薫は時には相槌を打ちながら、不審に思うところは質問を交えて、やはり僧都が助けられた女人こそ浮舟に間違いないと確信したのです。


「僧都殿、突然のこととて驚かれたでしょう。その女人はどうやら私の探し人に間違いないようでございますので、御身には隠し立てせずに事情をお話し致します」

「承りましょう」


「ご存知の通り私は尊い皇女であらせられる女二の宮を賜り、他の女人を表に出せる身分ではありません。ですから以前から世話をしていた一人の姫を宇治の山里に隠しておりました。その姫がちょうど一年ほど前に忽然と姿を消してしまったのです。ただ宇治川へ続く廊に姫の単衣が残されてあったので川へ身を投げたのだと皆諦めたのですが、まさか妖の者にかどわかされてこちらで生きていたとは驚きでした」


「観音菩薩さまの慈悲でございましょうな」

「姫の母君は存命しておられます。遺骸の無い弔いをたいへん嘆いておられましたよ。姫は御身が戒を授けたと聞きましたがそれは本当ですか?」

「はい。

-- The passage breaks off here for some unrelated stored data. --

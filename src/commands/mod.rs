//! Command handlers behind the CLI.
//!
//! Each handler calls one adapter (or a read-modify-write on a project),
//! then renders the result either as colored text or as pretty JSON.

pub mod config;
pub mod journal;
pub mod project;
pub mod task;

use chrono::{Local, NaiveDate};
use serde::Serialize;

use crate::api::{HttpClient, JournalApi, ProjectApi};
use crate::error::{ServiceError, ServiceResult};

const DATE_FORMAT: &str = "%Y-%m-%d";

/// Adapters plus output preferences, built once per invocation.
pub struct Context {
    pub projects: ProjectApi,
    pub journal: JournalApi,
    pub json: bool,
}

impl Context {
    pub fn new(http: HttpClient, json: bool) -> Self {
        Self {
            projects: ProjectApi::new(http.clone()),
            journal: JournalApi::new(http),
            json,
        }
    }

    /// Print `value` as JSON or through `render`.
    pub fn emit<T, F>(&self, value: &T, render: F) -> ServiceResult<()>
    where
        T: Serialize + ?Sized,
        F: FnOnce(&T) -> String,
    {
        if self.json {
            println!("{}", serde_json::to_string_pretty(value)?);
        } else {
            println!("{}", render(value));
        }
        Ok(())
    }
}

/// Validate an ISO calendar date and return it in canonical form.
pub fn parse_date(raw: &str) -> ServiceResult<String> {
    NaiveDate::parse_from_str(raw.trim(), DATE_FORMAT)
        .map(|date| date.format(DATE_FORMAT).to_string())
        .map_err(|e| ServiceError::InvalidInput(format!("'{}' is not a YYYY-MM-DD date: {}", raw, e)))
}

pub fn today() -> String {
    Local::now().date_naive().format(DATE_FORMAT).to_string()
}

/// The given date, validated, or today's date when none was given.
pub fn date_or_today(raw: Option<&str>) -> ServiceResult<String> {
    match raw {
        Some(raw) => parse_date(raw),
        None => Ok(today()),
    }
}
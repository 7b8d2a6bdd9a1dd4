use serde::Serialize;

use crate::api::client::HttpClient;
use crate::api::types::{JournalEntry, JournalRecord};
use crate::error::ServiceResult;

/// Wire body for `POST /journal/newJournalEntry`.
#[derive(Debug, Serialize)]
struct NewEntryBody<'a> {
    entry_date: &'a str,
    entry_body: &'a str,
}

/// Wire body for `PUT /journal/updateJournalEntry/{id}`. The server reads
/// the id from the body, so it is sent in both places.
#[derive(Debug, Serialize)]
struct EditEntryBody<'a> {
    entry_id: &'a str,
    entry_date: &'a str,
    entry_body: &'a str,
}

/// Journal endpoints under `/journal`. There is no delete endpoint.
#[derive(Clone)]
pub struct JournalApi {
    http: HttpClient,
}

impl JournalApi {
    pub fn new(http: HttpClient) -> Self {
        Self { http }
    }

    pub async fn get_all_entries(&self) -> ServiceResult<Vec<JournalRecord>> {
        self.http.get("/journal/all").await
    }

    pub async fn create_entry(&self, entry: &JournalEntry) -> ServiceResult<JournalRecord> {
        let body = NewEntryBody {
            entry_date: &entry.date,
            entry_body: &entry.content,
        };
        self.http.post("/journal/newJournalEntry", &body).await
    }

    pub async fn update_entry(&self, id: &str, entry: &JournalEntry) -> ServiceResult<JournalRecord> {
        let body = EditEntryBody {
            entry_id: id,
            entry_date: &entry.date,
            entry_body: &entry.content,
        };
        self.http
            .put(&format!("/journal/updateJournalEntry/{}", id), &body)
            .await
    }
}
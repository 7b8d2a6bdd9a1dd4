use std::collections::VecDeque;
use std::sync::{Arc, Mutex};

use serde_json::Value;

use crate::api::client::{ApiRequest, ApiResponse, Transport};
use crate::error::ServiceResult;

/// In-memory transport: records every request and replays canned responses
/// in order. Once the queue is drained it answers `200` with an empty body.
#[derive(Default)]
pub(crate) struct RecordingTransport {
    requests: Mutex<Vec<ApiRequest>>,
    responses: Mutex<VecDeque<ApiResponse>>,
}

impl RecordingTransport {
    pub(crate) fn with_responses(responses: Vec<ApiResponse>) -> Arc<Self> {
        Arc::new(Self {
            requests: Mutex::new(Vec::new()),
            responses: Mutex::new(responses.into()),
        })
    }

    pub(crate) fn with_json(bodies: Vec<Value>) -> Arc<Self> {
        Self::with_responses(
            bodies
                .into_iter()
                .map(|body| ApiResponse {
                    status: 200,
                    body: body.to_string(),
                })
                .collect(),
        )
    }

    pub(crate) fn requests(&self) -> Vec<ApiRequest> {
        self.requests.lock().unwrap().clone()
    }

    pub(crate) fn last_request(&self) -> ApiRequest {
        self.requests
            .lock()
            .unwrap()
            .last()
            .cloned()
            .expect("no request was sent")
    }
}

impl Transport for RecordingTransport {
    fn execute(&self, request: &ApiRequest) -> ServiceResult<ApiResponse> {
        self.requests.lock().unwrap().push(request.clone());
        let next = self.responses.lock().unwrap().pop_front();
        Ok(next.unwrap_or(ApiResponse {
            status: 200,
            body: String::new(),
        }))
    }
}
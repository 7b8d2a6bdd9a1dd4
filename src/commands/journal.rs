use colored::Colorize;

use crate::api::{JournalEntry, JournalRecord};
use crate::cli::JournalCommand;
use crate::commands::{Context, date_or_today, parse_date};
use crate::error::{ServiceError, ServiceResult};

pub async fn run(ctx: &Context, command: JournalCommand) -> ServiceResult<()> {
    match command {
        JournalCommand::List => {
            let entries = ctx.journal.get_all_entries().await?;
            ctx.emit(&entries, |e| render_entries(e))
        }
        JournalCommand::Add { date, content } => {
            let entry = JournalEntry {
                date: date_or_today(date.as_deref())?,
                content,
            };
            let record = ctx.journal.create_entry(&entry).await?;
            ctx.emit(&record, |r| format!("{}\n{}", "Saved".green().bold(), render_entry(r)))
        }
        JournalCommand::Edit { id, date, content } => {
            // Without --date the entry keeps the date it was written on.
            let date = match date {
                Some(raw) => parse_date(&raw)?,
                None => stored_entry(ctx, &id).await?.date,
            };
            let entry = JournalEntry { date, content };
            let record = ctx.journal.update_entry(&id, &entry).await?;
            ctx.emit(&record, |r| format!("{}\n{}", "Updated".green().bold(), render_entry(r)))
        }
    }
}

/// There is no single-entry endpoint, so the entry is looked up in the full list.
async fn stored_entry(ctx: &Context, id: &str) -> ServiceResult<JournalEntry> {
    ctx.journal
        .get_all_entries()
        .await?
        .into_iter()
        .find(|record| record.entry_id == id)
        .map(JournalEntry::from)
        .ok_or_else(|| ServiceError::EntryNotFound(id.to_string()))
}

pub fn render_entry(record: &JournalRecord) -> String {
    format!(
        "{} {}\n{}",
        record.entry_date.bold(),
        record.entry_id.dimmed(),
        record.entry_body
    )
}

/// Entries sorted oldest first; the server returns them in storage order.
pub fn render_entries(records: &[JournalRecord]) -> String {
    if records.is_empty() {
        return "The journal is empty.".dimmed().to_string();
    }
    let mut sorted: Vec<&JournalRecord> = records.iter().collect();
    sorted.sort_by(|a, b| a.entry_date.cmp(&b.entry_date));
    sorted
        .into_iter()
        .map(render_entry)
        .collect::<Vec<_>>()
        .join("\n\n")
}

#[cfg(test)]
mod tests {
    use super::*;
    use crate::api::HttpClient;
    use crate::api::testing::RecordingTransport;
    use serde_json::json;

    fn record(id: &str, date: &str, body: &str) -> JournalRecord {
        JournalRecord {
            entry_id: id.to_string(),
            entry_date: date.to_string(),
            entry_body: body.to_string(),
        }
    }

    #[test]
    fn entries_render_in_date_order() {
        let rendered = render_entries(&[
            record("j-2", "2024-03-05", "Second day"),
            record("j-1", "2024-03-01", "First day"),
        ]);
        let first = rendered.find("First day").unwrap();
        let second = rendered.find("Second day").unwrap();
        assert!(first < second);
    }

    #[test]
    fn empty_journal_renders_placeholder() {
        assert!(render_entries(&[]).contains("The journal is empty."));
    }

    #[tokio::test]
    async fn add_with_explicit_date_sends_renamed_body() {
        let transport = RecordingTransport::with_json(vec![json!({
            "entry_id": "j-1",
            "entry_date": "2024-03-01",
            "entry_body": "Started the prototype"
        })]);
        let ctx = Context::new(HttpClient::new(transport.clone()), true);

        run(
            &ctx,
            JournalCommand::Add {
                date: Some("2024-03-01".to_string()),
                content: "Started the prototype".to_string(),
            },
        )
        .await
        .unwrap();

        assert_eq!(
            transport.last_request().body,
            Some(json!({ "entry_date": "2024-03-01", "entry_body": "Started the prototype" }))
        );
    }

    #[tokio::test]
    async fn invalid_date_never_reaches_the_server() {
        let transport = RecordingTransport::with_json(vec![]);
        let ctx = Context::new(HttpClient::new(transport.clone()), true);

        let result = run(
            &ctx,
            JournalCommand::Edit {
                id: "j-1".to_string(),
                date: Some("03/01/2024".to_string()),
                content: "Typo".to_string(),
            },
        )
        .await;

        assert!(result.is_err());
        assert!(transport.requests().is_empty());
    }

    #[tokio::test]
    async fn edit_without_date_keeps_stored_date() {
        let transport = RecordingTransport::with_json(vec![
            json!([
                { "entry_id": "j-1", "entry_date": "2023-11-02", "entry_body": "Old text" },
                { "entry_id": "j-2", "entry_date": "2023-11-03", "entry_body": "Other day" }
            ]),
            json!({ "entry_id": "j-1", "entry_date": "2023-11-02", "entry_body": "New text" }),
        ]);
        let ctx = Context::new(HttpClient::new(transport.clone()), true);

        run(
            &ctx,
            JournalCommand::Edit {
                id: "j-1".to_string(),
                date: None,
                content: "New text".to_string(),
            },
        )
        .await
        .unwrap();

        let requests = transport.requests();
        assert_eq!(requests.len(), 2);
        assert_eq!(requests[0].path, "/journal/all");
        assert_eq!(requests[1].path, "/journal/updateJournalEntry/j-1");
        assert_eq!(
            requests[1].body,
            Some(json!({
                "entry_id": "j-1",
                "entry_date": "2023-11-02",
                "entry_body": "New text"
            }))
        );
    }

    #[tokio::test]
    async fn edit_of_unknown_entry_is_rejected() {
        let transport = RecordingTransport::with_json(vec![json!([])]);
        let ctx = Context::new(HttpClient::new(transport.clone()), true);

        let err = run(
            &ctx,
            JournalCommand::Edit {
                id: "j-404".to_string(),
                date: None,
                content: "Lost".to_string(),
            },
        )
        .await
        .unwrap_err();

        assert!(matches!(err, ServiceError::EntryNotFound(id) if id == "j-404"));
        assert_eq!(transport.requests().len(), 1);
    }
}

姫が心底そのように望まれておりましたので、これも観音菩薩さまの思し召しと尼にして差し上げました」


僧都は落ち着いて受け答えをしておられますが、あまりのことに呆然としております。


あの姫君のご様子が普通のご身分でないように感じたのは間違いではなかったのだ。

まさかこのように尊い雲居人の愛された姫だったとは。

私はもしや早まったことをしたのかもしれぬ、と僧都は密かに後悔し始めているのです。


「僧都殿、姫は今どこにおられるのですか」

「はい。私の母尼、妹尼の住まう小野の庵に身を寄せられておられます」


なんとあの浮舟が生きているとは。


可憐な姫君の笑い顔や泣き顔、さまざまな様子が思い起こされて、薫は僧都の前であると堪えつつも涙を禁じ得ないのです。

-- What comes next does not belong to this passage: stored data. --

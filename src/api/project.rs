use crate::api::client::HttpClient;
use crate::api::types::{NewProject, Project, ProjectPatch};
use crate::error::ServiceResult;

/// Project endpoints under `/project`.
///
/// Every method is a single request; identifiers go into the path
/// verbatim and bodies are sent exactly as given.
#[derive(Clone)]
pub struct ProjectApi {
    http: HttpClient,
}

impl ProjectApi {
    pub fn new(http: HttpClient) -> Self {
        Self { http }
    }

    pub async fn get_all_projects(&self) -> ServiceResult<Vec<Project>> {
        self.http.get("/project/all").await
    }

    pub async fn get_project_by_id(&self, id: &str) -> ServiceResult<Project> {
        self.http.get(&format!("/project/{}", id)).await
    }

    pub async fn create_project(&self, project: &NewProject) -> ServiceResult<Project> {
        self.http.post("/project/newProject", project).await
    }

    pub async fn update_project(&self, id: &str, project: &ProjectPatch) -> ServiceResult<Project> {
        self.http
            .put(&format!("/project/updateProject/{}", id), project)
            .await
    }

    pub async fn delete_project(&self, id: &str) -> ServiceResult<()> {
        self.http.delete(&format!("/project/{}", id)).await
    }
}
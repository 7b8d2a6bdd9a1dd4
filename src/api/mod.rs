pub mod client;
pub mod journal;
pub mod project;
pub mod types;

#[cfg(test)]
pub(crate) mod testing;

pub use client::*;
pub use journal::JournalApi;
pub use project::ProjectApi;
pub use types::*;
include!(concat!(env!("OUT_DIR"), "/pkg_info.rs"));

「どのような形でも生きていてくれたのはありがたいことです。自死は御仏のもっとも禁じる罪、姫が不孝の罪と共にその罪障を負わなくて済みましたのが救いでございます。いや、みっともない姿をお見せして申し訳ない」

「恥ずかしいことではございませぬよ。人を思い遣る心は尊きものです」


それにしても薫君の姫への想いの深さが見て取れて、このような御方を思い切ろうとした姫君の心情を鑑みるに、それこそ辛いことであっただろう、と哀れをもよおす僧都なのでした。